BEGIN Provided data

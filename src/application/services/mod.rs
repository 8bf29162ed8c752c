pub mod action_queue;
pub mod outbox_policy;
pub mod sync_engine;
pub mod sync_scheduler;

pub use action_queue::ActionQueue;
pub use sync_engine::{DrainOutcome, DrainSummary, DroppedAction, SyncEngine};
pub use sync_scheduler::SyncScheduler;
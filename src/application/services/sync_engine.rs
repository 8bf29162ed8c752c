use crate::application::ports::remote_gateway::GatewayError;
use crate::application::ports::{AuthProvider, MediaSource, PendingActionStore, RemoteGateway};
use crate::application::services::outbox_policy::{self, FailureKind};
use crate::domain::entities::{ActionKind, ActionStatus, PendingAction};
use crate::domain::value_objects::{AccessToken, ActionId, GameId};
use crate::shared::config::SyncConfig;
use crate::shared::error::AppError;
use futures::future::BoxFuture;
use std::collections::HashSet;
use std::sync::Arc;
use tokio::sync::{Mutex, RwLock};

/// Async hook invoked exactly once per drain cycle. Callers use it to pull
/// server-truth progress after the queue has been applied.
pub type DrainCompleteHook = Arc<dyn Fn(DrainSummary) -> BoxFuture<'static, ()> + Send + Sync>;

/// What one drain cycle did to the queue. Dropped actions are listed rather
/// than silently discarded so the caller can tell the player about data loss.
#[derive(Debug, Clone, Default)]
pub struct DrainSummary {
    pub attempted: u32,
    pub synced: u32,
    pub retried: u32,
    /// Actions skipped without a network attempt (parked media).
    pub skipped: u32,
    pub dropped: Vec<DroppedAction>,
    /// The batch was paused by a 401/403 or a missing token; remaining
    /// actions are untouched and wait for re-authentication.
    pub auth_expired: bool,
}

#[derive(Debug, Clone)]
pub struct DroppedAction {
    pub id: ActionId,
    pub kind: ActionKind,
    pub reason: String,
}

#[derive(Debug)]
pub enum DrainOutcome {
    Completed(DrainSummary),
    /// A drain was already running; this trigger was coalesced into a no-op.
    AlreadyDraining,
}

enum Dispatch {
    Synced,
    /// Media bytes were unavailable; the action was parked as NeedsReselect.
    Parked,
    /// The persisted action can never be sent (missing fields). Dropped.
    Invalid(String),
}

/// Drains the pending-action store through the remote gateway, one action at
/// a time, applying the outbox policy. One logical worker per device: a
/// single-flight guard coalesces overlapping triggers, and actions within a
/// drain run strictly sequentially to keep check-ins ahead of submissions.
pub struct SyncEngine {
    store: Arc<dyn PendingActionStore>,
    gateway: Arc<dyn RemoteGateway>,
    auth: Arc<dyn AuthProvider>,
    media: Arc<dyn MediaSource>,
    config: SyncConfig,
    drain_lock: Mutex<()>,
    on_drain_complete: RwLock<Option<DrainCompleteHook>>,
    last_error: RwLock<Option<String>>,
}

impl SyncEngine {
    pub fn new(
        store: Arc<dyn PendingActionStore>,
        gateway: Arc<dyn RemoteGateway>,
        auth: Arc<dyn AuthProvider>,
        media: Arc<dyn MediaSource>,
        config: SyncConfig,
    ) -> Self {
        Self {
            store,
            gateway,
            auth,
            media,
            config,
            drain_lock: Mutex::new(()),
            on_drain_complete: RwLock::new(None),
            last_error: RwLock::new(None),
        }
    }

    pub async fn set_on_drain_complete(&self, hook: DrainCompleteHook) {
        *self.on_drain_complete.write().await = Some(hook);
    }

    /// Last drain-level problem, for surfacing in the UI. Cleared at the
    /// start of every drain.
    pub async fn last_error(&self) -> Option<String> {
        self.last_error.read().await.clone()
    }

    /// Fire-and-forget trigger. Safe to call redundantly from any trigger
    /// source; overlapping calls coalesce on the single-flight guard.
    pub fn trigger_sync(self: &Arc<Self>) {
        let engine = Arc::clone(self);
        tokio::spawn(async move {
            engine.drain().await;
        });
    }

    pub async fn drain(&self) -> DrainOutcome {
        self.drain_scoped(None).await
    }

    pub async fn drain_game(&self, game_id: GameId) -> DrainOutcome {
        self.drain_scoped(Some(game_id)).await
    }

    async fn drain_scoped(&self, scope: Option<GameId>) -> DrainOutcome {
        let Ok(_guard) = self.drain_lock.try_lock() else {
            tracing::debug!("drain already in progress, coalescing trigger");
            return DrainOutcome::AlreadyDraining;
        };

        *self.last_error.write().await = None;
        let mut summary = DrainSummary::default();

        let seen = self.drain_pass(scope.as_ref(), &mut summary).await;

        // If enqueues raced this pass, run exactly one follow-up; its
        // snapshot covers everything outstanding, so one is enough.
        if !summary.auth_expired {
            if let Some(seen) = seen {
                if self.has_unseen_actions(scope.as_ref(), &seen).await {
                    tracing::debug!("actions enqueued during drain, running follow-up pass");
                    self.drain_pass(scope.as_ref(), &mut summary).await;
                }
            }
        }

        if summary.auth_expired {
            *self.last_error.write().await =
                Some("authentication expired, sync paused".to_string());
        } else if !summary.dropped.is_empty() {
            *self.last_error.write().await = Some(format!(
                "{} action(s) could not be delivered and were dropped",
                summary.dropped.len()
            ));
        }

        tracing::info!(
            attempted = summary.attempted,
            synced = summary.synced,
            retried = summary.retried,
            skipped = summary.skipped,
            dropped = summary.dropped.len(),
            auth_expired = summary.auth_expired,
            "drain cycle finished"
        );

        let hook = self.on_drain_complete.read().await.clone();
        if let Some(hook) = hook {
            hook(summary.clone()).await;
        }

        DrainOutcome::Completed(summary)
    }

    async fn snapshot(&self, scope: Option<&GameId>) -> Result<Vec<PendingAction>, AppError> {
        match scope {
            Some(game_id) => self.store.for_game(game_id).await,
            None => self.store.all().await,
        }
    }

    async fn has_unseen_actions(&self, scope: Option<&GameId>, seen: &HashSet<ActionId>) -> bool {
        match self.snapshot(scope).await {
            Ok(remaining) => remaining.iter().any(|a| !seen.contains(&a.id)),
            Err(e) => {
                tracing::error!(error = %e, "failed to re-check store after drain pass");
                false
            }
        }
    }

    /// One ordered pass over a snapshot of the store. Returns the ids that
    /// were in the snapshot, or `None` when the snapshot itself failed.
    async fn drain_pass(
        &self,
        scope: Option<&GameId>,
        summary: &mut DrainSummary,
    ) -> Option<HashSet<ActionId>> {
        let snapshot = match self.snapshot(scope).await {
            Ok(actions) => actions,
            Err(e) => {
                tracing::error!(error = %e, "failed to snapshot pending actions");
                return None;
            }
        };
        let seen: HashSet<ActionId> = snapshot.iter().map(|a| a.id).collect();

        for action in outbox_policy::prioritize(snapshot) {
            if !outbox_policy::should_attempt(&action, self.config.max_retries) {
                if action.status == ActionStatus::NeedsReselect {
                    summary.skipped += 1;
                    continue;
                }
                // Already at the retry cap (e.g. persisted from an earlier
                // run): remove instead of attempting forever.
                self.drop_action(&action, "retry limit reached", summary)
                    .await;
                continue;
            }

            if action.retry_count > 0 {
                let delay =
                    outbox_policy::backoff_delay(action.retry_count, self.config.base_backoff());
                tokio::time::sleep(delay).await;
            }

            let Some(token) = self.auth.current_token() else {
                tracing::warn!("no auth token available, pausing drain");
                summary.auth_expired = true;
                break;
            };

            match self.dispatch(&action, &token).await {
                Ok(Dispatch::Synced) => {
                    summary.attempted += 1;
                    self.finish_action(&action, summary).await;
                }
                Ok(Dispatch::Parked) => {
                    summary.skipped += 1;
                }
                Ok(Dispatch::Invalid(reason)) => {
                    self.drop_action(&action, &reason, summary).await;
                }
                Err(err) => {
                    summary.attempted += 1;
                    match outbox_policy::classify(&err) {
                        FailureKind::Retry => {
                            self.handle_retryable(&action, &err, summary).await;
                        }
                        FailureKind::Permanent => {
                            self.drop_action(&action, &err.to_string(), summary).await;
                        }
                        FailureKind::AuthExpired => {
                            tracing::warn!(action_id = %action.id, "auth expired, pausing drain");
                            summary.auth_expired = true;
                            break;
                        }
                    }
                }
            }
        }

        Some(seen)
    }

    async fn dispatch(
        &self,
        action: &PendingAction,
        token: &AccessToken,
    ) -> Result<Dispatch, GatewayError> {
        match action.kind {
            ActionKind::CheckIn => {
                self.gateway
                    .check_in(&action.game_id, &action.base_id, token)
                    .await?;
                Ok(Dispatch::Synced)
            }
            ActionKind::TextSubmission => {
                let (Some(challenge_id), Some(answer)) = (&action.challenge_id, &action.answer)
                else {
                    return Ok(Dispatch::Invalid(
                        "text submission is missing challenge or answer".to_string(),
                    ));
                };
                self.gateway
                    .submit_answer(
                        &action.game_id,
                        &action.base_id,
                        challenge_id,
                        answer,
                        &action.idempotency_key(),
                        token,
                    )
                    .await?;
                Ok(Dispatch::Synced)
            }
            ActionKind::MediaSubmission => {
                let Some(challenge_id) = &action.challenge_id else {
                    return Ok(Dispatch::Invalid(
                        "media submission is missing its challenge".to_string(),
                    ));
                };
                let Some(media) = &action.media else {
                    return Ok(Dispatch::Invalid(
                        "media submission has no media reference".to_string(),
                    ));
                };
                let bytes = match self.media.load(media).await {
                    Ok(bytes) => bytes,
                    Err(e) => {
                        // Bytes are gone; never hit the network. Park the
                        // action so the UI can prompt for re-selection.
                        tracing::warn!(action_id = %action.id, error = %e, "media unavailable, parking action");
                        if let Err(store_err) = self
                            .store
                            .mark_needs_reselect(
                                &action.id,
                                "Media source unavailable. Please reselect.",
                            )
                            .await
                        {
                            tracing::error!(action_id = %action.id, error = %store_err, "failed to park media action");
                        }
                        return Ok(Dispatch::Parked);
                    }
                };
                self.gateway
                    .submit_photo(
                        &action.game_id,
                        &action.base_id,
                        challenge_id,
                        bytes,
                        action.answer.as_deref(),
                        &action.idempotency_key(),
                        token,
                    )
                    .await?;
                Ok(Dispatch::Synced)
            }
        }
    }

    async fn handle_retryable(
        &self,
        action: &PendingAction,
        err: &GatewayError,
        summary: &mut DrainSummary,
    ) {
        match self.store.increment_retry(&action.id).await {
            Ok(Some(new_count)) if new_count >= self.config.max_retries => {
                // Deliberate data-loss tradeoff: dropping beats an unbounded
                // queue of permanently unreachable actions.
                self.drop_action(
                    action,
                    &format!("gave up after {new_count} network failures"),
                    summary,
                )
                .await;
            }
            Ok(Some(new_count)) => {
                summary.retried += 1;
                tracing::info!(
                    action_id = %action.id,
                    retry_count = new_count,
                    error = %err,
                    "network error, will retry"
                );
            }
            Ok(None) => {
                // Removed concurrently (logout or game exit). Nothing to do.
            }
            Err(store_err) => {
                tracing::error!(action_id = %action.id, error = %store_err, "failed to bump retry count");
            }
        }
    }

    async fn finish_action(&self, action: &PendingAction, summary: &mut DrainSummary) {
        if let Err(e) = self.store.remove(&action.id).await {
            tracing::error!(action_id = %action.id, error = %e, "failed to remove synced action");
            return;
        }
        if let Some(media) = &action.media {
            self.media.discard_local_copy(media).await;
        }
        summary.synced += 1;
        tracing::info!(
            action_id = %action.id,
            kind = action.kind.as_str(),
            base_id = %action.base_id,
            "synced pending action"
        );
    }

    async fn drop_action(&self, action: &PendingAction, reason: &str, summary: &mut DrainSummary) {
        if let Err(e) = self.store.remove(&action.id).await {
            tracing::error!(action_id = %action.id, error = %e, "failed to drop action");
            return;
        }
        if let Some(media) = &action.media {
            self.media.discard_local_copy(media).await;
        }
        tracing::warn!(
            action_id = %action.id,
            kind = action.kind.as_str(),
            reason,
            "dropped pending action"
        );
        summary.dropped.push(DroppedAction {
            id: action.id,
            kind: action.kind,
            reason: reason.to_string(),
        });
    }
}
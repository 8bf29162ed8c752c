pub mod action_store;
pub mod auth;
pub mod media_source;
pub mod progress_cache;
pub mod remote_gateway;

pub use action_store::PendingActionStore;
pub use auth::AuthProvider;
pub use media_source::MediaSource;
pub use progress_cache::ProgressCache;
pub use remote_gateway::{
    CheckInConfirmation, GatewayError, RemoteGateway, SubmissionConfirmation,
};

END Provided data

Activity:
Where does "DroppedAction" occur in the data? Copy each line that has it.

Your solution:
pub use sync_engine::{DrainOutcome, DrainSummary, DroppedAction, SyncEngine};
    pub dropped: Vec<DroppedAction>,
pub struct DroppedAction {
        summary.dropped.push(DroppedAction {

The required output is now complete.